But rather than assume this means a
corresponding increase in political Islam or even religious violence,
as media reports often suggest, one may interpret this as primarily an
increase in religious piety or devoutness among the 206 million Muslims
in Southeast Asia.
Dr. Fealy, a Research Fellow in Indonesian Politics at the Australian
National University, sees this increased devoutness in the greater
use of Islamic dress and symbols (for example, in TV advertising
and architecture), the wearing of skull caps and the boom in mosque
construction and attendance. More Southeast Asian Muslims are going
on pilgrimages and there is far greater interaction between Muslims
in Southeast Asia and the Middle East.
Islam's "cultural efflorescence," as he calls it, is partly a result
of a growth in state religious education. People are learning about Islam
in schools, from a curriculum endorsed by Islamic scholars, rather than
from local preachers who may have a more syncretic or idiosyncratic
variant of the faith. A second factor is the modernization and urbanization
trends in the region. Muslims are paying greater attention to religion as
they seek moral moorings in their increasingly materialistic, often
alienating, urban lifestyles. State sponsorship of mosques and preacher
training programs, usually done with a political motive, are also important
factors; and globalization has increased the flow of Islamic ideas into
Southeast Asia.
The evidence is less clear as to whether this translates into greater
political power. In Indonesia, for example, Islamic parties (6 in total)

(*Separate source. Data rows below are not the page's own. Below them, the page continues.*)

impl Battery {
    pub fn new(name: impl Into<String>, units: Vec<TestUnit>) -> Self {
        Battery {
            name: name.into(),
            units,
        }
    }

    /// A handful of quick tests, seconds per generator.
    pub fn express() -> Self {
        use RamTier::*;
        let units = vec![
            TestUnit::new(
                "byte_freq",
                TestSpec::NBitWords(NBitWordsOptions {
                    nblocks: 256,
                    ..NBitWordsOptions::byte_freq()
                }),
                1,
                Medium,
            ),
            TestUnit::new("bspace32_1d", bspace(32, 1, 1024, true), 1, High),
            TestUnit::new(
                "bspace4_8d_dec",
                TestSpec::BSpaceDecimated(BSpaceDecimatedOptions {
                    step: 1 << 7,
                    nsamples: 64,
                }),
                2,
                Low,
            ),
            TestUnit::new("linearcomp_high", linearcomp(10000, BitPosition::High), 1, Low),
            TestUnit::new("linearcomp_low", linearcomp(10000, BitPosition::Low), 1, Low),
        ];
        Battery::new("express", units)
    }

    /// About a minute per generator.
    pub fn brief() -> Self {
        use RamTier::*;
        let units = vec![
            TestUnit::new(
                "monobit_freq",
                TestSpec::Monobit(MonobitOptions { nvalues: 1 << 28 }),
                1,
                Low,
            ),
            TestUnit::new("byte_freq", TestSpec::NBitWords(NBitWordsOptions::byte_freq()), 1, Medium),
            TestUnit::new("bspace64_1d", bspace(64, 1, 40, true), 14, High),
            TestUnit::new("bspace32_1d", bspace(32, 1, 4096, true), 1, High),
            TestUnit::new("bspace32_1d_high", bspace(32, 1, 4096, false), 1, High),
            TestUnit::new("bspace32_2d", bspace(32, 2, 5, true), 2, High),
            TestUnit::new("bspace21_3d", bspace(21, 3, 5, true), 2, High),
            TestUnit::new("bspace16_4d", bspace(16, 4, 5, true), 2, High),
            TestUnit::new("bspace8_8d", bspace(8, 8, 5, true), 2, Medium),
            TestUnit::new(
                "bspace4_8d_dec",
                TestSpec::BSpaceDecimated(BSpaceDecimatedOptions {
                    step: 1 << 12,
                    nsamples: 16,
                }),
                10,
                Low,
            ),
            TestUnit::new("collover20_2d", collover(20, 2, 3, true), 4, High),
            TestUnit::new("collover13_3d", collover(13, 3, 3, true), 4, High),
            TestUnit::new("collover8_5d", collover(8, 5, 3, true), 4, Medium),
            TestUnit::new("collover5_8d", collover(5, 8, 3, true), 4, Medium),
            TestUnit::new(
                "gap_inv512",
                TestSpec::Gap(GapOptions {
                    shl: 9,
                    ngaps: 10_000_000,
                }),
                14,
                Low,
            ),
            TestUnit::new(
                "gap16_count0",
                TestSpec::Gap16(Gap16Options { ngaps: 100_000_000 }),
                2,
                Medium,
            ),
            TestUnit::new(
                "hamming_ot_values",
                hamming_ot(HammingOtMode::Values, 1 << 28),
                2,
                Medium,
            ),
            TestUnit::new("hamming_ot_low1", hamming_ot(HammingOtMode::Low1, 1 << 30), 5, Medium),
            TestUnit::new("linearcomp_high", linearcomp(50000, BitPosition::High), 1, Low),
            TestUnit::new("linearcomp_mid", linearcomp(50000, BitPosition::Mid), 1, Low),
            TestUnit::new("linearcomp_low", linearcomp(50000, BitPosition::Low), 1, Low),
        ];
        Battery::new("brief", units)
    }

    /// The full battery, several minutes per generator.
    pub fn default_battery() -> Self {
        use RamTier::*;
        let mut units = vec![
            TestUnit::new(
                "monobit_freq",
                TestSpec::Monobit(MonobitOptions { nvalues: 1 << 28 }),
                1,
                Low,
            ),
            TestUnit::new("byte_freq", TestSpec::NBitWords(NBitWordsOptions::byte_freq()), 1, Medium),
            TestUnit::new(
                "word16_freq",
                TestSpec::NBitWords(NBitWordsOptions::word16_freq()),
                17,
                Medium,
            ),
            TestUnit::new("bspace64_1d", bspace(64, 1, 100, true), 34, High),
        ];
        let bspace_layouts = [
            (32, 1, 8192, 2, High),
            (32, 2, 10, 3, High),
            (21, 3, 10, 3, High),
            (16, 4, 10, 4, High),
            (8, 8, 10, 4, Medium),
        ];
        for (b, d, nsamples, cost, ram) in bspace_layouts {
            push_low_high(&mut units, "bspace", (b, d), |low| bspace(b, d, nsamples, low), cost, ram);
        }
        units.push(TestUnit::new(
            "bspace4_8d_dec",
            TestSpec::BSpaceDecimated(BSpaceDecimatedOptions {
                step: 1 << 18,
                nsamples: 4,
            }),
            30,
            Low,
        ));
        units.push(TestUnit::new("bspace4_16d", bspace(4, 16, 10, true), 6, Medium));
        units.push(TestUnit::new("bspace4_16d_high", bspace(4, 16, 10, false), 6, Medium));
        for (b, d, cost, ram) in
            [(20, 2, 7, High), (13, 3, 8, High), (8, 5, 7, Medium), (5, 8, 7, Medium)]
        {
            push_low_high(&mut units, "collover", (b, d), |low| collover(b, d, 5, low), cost, ram);
        }
        units.extend([
            TestUnit::new(
                "gap_inv512",
                TestSpec::Gap(GapOptions {
                    shl: 9,
                    ngaps: 10_000_000,
                }),
                14,
                Low,
            ),
            TestUnit::new(
                "gap16_count0",
                TestSpec::Gap16(Gap16Options { ngaps: 500_000_000 }),
                10,
                Medium,
            ),
            TestUnit::new("hamming_ot", hamming_ot(HammingOtMode::Bytes, 1 << 30), 5, Medium),
            TestUnit::new("hamming_ot_low1", hamming_ot(HammingOtMode::Low1, 1 << 30), 5, Medium),
            TestUnit::new("hamming_ot_low8", hamming_ot(HammingOtMode::Low8, 1 << 30), 5, Medium),
            TestUnit::new(
                "hamming_ot_values",
                hamming_ot(HammingOtMode::Values, 1 << 30),
                5,
                Medium,
            ),
            TestUnit::new("hamming_ot_u128", hamming_ot_long(128), 7, Medium),
            TestUnit::new("hamming_ot_u256", hamming_ot_long(256), 7, Medium),
            TestUnit::new("hamming_ot_u512", hamming_ot_long(512), 7, Medium),
            TestUnit::new("hamming_distr", hamming_distr(1 << 30), 6, Low),
            TestUnit::new("linearcomp_high", linearcomp(100000, BitPosition::High), 1, Low),
            TestUnit::new("linearcomp_mid", linearcomp(100000, BitPosition::Mid), 1, Low),
            TestUnit::new("linearcomp_low", linearcomp(100000, BitPosition::Low), 1, Low),
            TestUnit::new("matrixrank_4096", matrixrank(4096, 64), 4, Medium),
            TestUnit::new("matrixrank_4096_low8", matrixrank(4096, 8), 5, Medium),
            TestUnit::new(
                "mod3",
                TestSpec::Mod3(Mod3Options { nvalues: 1 << 28 }),
                1,
                Medium,
            ),
            TestUnit::new(
                "sumcollector",
                TestSpec::SumCollector(SumCollectorOptions { nvalues: 1 << 30 }),
                3,
                Low,
            ),
        ]);
        Battery::new("default", units)
    }

    /// The default battery with larger samples and 8192 bit matrices,
    /// about an hour per generator.
    pub fn full() -> Self {
        use RamTier::*;
        let mut units = vec![
            TestUnit::new(
                "monobit_freq",
                TestSpec::Monobit(MonobitOptions { nvalues: 1 << 30 }),
                1,
                Low,
            ),
            TestUnit::new("byte_freq", TestSpec::NBitWords(NBitWordsOptions::byte_freq()), 1, Medium),
            TestUnit::new(
                "word16_freq",
                TestSpec::NBitWords(NBitWordsOptions::word16_freq()),
                20,
                Medium,
            ),
            TestUnit::new("bspace64_1d", bspace(64, 1, 250, true), 90, High),
        ];
        let bspace_layouts = [
            (32, 1, 8192, 2, High),
            (32, 2, 250, 90, High),
            (21, 3, 250, 77, High),
            (16, 4, 250, 97, High),
            (8, 8, 250, 120, Medium),
        ];
        for (b, d, nsamples, cost, ram) in bspace_layouts {
            push_low_high(&mut units, "bspace", (b, d), |low| bspace(b, d, nsamples, low), cost, ram);
        }
        units.push(TestUnit::new(
            "bspace4_8d_dec",
            TestSpec::BSpaceDecimated(BSpaceDecimatedOptions {
                step: 1 << 18,
                nsamples: 16,
            }),
            30,
            Low,
        ));
        push_low_high(&mut units, "bspace", (4, 16), |low| bspace(4, 16, 250, low), 145, Medium);
        for (b, d, cost, ram) in
            [(20, 2, 73, High), (13, 3, 73, High), (8, 5, 73, Medium), (5, 8, 72, Medium)]
        {
            push_low_high(&mut units, "collover", (b, d), |low| collover(b, d, 50, low), cost, ram);
        }
        units.extend([
            TestUnit::new(
                "gap_inv512",
                TestSpec::Gap(GapOptions {
                    shl: 9,
                    ngaps: 10_000_000,
                }),
                14,
                Low,
            ),
            TestUnit::new(
                "gap_inv1024",
                TestSpec::Gap(GapOptions {
                    shl: 10,
                    ngaps: 100_000_000,
                }),
                284,
                Low,
            ),
            TestUnit::new(
                "gap16_count0",
                TestSpec::Gap16(Gap16Options {
                    ngaps: 2_000_000_000,
                }),
                40,
                Medium,
            ),
            TestUnit::new("hamming_ot", hamming_ot(HammingOtMode::Bytes, 1 << 33), 36, Medium),
            TestUnit::new("hamming_ot_low1", hamming_ot(HammingOtMode::Low1, 1 << 32), 4, Medium),
            TestUnit::new("hamming_ot_low8", hamming_ot(HammingOtMode::Low8, 1 << 32), 8, Medium),
            TestUnit::new(
                "hamming_ot_values",
                hamming_ot(HammingOtMode::Values, 1 << 33),
                16,
                Medium,
            ),
            TestUnit::new("hamming_ot_u128", hamming_ot_long(128), 7, Medium),
            TestUnit::new("hamming_ot_u256", hamming_ot_long(256), 7, Medium),
            TestUnit::new("hamming_ot_u512", hamming_ot_long(512), 7, Medium),
            TestUnit::new("hamming_ot_u1024", hamming_ot_long(1024), 7, Medium),
            TestUnit::new("hamming_distr", hamming_distr(1 << 32), 24, Low),
            TestUnit::new("linearcomp_high", linearcomp(500_000, BitPosition::High), 35, Low),
            TestUnit::new("linearcomp_mid", linearcomp(500_000, BitPosition::Mid), 35, Low),
            TestUnit::new("linearcomp_low", linearcomp(500_000, BitPosition::Low), 35, Low),
            TestUnit::new("matrixrank_4096", matrixrank(4096, 64), 4, Medium),
            TestUnit::new("matrixrank_4096_low8", matrixrank(4096, 8), 5, Medium),
            TestUnit::new("matrixrank_8192", matrixrank(8192, 64), 36, High),
            TestUnit::new("matrixrank_8192_low8", matrixrank(8192, 8), 36, High),
            TestUnit::new(
                "mod3",
                TestSpec::Mod3(Mod3Options { nvalues: 1 << 30 }),
                4,
                Medium,
            ),
            TestUnit::new(
                "sumcollector",
                TestSpec::SumCollector(SumCollectorOptions { nvalues: 1 << 32 }),
                12,
                Low,
            ),
        ]);
        Battery::new("full", units)
    }

    /// Built-in battery by name.
    pub fn by_name(name: &str) -> Result<Self> {
        match name {
            "express" => Ok(Battery::express()),
            "brief" => Ok(Battery::brief()),
            "default" => Ok(Battery::default_battery()),
            "full" => Ok(Battery::full()),
            _ => Err(Error::UnknownBattery(name.to_owned())),
        }
    }

    /// Position of the unit named `selector`, or given by its 1-based index.
    pub fn find_unit(&self, selector: &str) -> Result<usize> {
        if let Some(pos) = self.units.iter().position(|u| u.name == selector) {
            return Ok(pos);
        }
        match selector.parse::<usize>() {
            Ok(i) if i >= 1 && i <= self.units.len() => Ok(i - 1),
            _ => Err(Error::UnknownTest(selector.to_owned())),
        }
    }

    pub fn total_cost(&self) -> u32 {
        self.units.iter().map(|u| u.cost).sum()
    }
}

in the 1955 election got 43% of the vote. That figure dropped to 38% of
the vote in the 1999 election. From the 1940s to the 1960s in Indonesia,
every Islamic party supported the Jakarta Charter, a constitutional amendment
that would oblige Muslims to uphold Islamic law or Sharia. But in 1999, the
first free election in 44 years, Islamic parties championing the Jakarta Charter
won just 4% of the vote. And in 2002, Indonesia's two largest Islamic organizations,
Nahdlatul Ulama and Muhammadiyah (with a combined membership of 60 million) flatly
rejected the Jakarta Charter.
Dr. Fealy believes that there is little prospect for the Charter's
success in the next few decades as well. "This appears to be a rejection
of the more formalist approach of people who want the state to have a more
prominent role in enforcing Islamic values on society, " he says. "There
has been a de-linking of pietism and Islamism. This would suggest that
Indonesian Muslims do not want Islam to play a greater role in the life
of the state," says Dr. Fealy.
It is true that there are manifestations of militant Islam in the region,
but, says Dr. Fealy, "much of the religious violence in Indonesia is
triggered by deeper ethnic, political or socio-economic grievances."
He feels the Bali bombing was perhaps linked to Al-Qaeda, but not led by it.
And so-called campus "radical" groups are surprisingly democratic and
moderate in nature, despite Washington's tendency to lump them into a radical
camp simply based on their Islamist credentials.
Furthermore, we read in the press that provinces are adopting Sharia
or strict interpretations of Islamic law in a worrying way. Prior to
the war that recently broke out in Aceh, there was a bitter debate between
modernist and traditional Muslims as to exactly how Sharia should be implemented,
following the approval, by the Jakarta government, to allow full enforcement of
Sharia law in the province. Rival streams within the Acehnese Islamic community
do not trust each other to implement Islamic laws in a non-partisan way and
this has held up the enactment of the Sharia, he said.
It is true that 87% of Indonesians are Muslims. "What the figure doesn't show
us is the very deep doctrinal, geographic, socio-economic and ideological differences
that divide this community," Dr. Fealy cautions. "They have hardly ever been united
with one view." This disagreement would weaken any effort to get Islamic laws passed
in parliament. And new electoral laws for the 2004 presidential elections will force
Islamist aspirants to the presidency to reach out to other political communities.
"The political system itself is a brake on rising Islamism."
Dr. Fealy sums up by saying that, "Islam is a major force in Indonesian politics.
But it is not the determining force. It is very important to see the data on the
ground before jumping to the conclusions you often see in the press." Whether
other Muslim nations will use countries like Indonesia as a model remains to be
seen.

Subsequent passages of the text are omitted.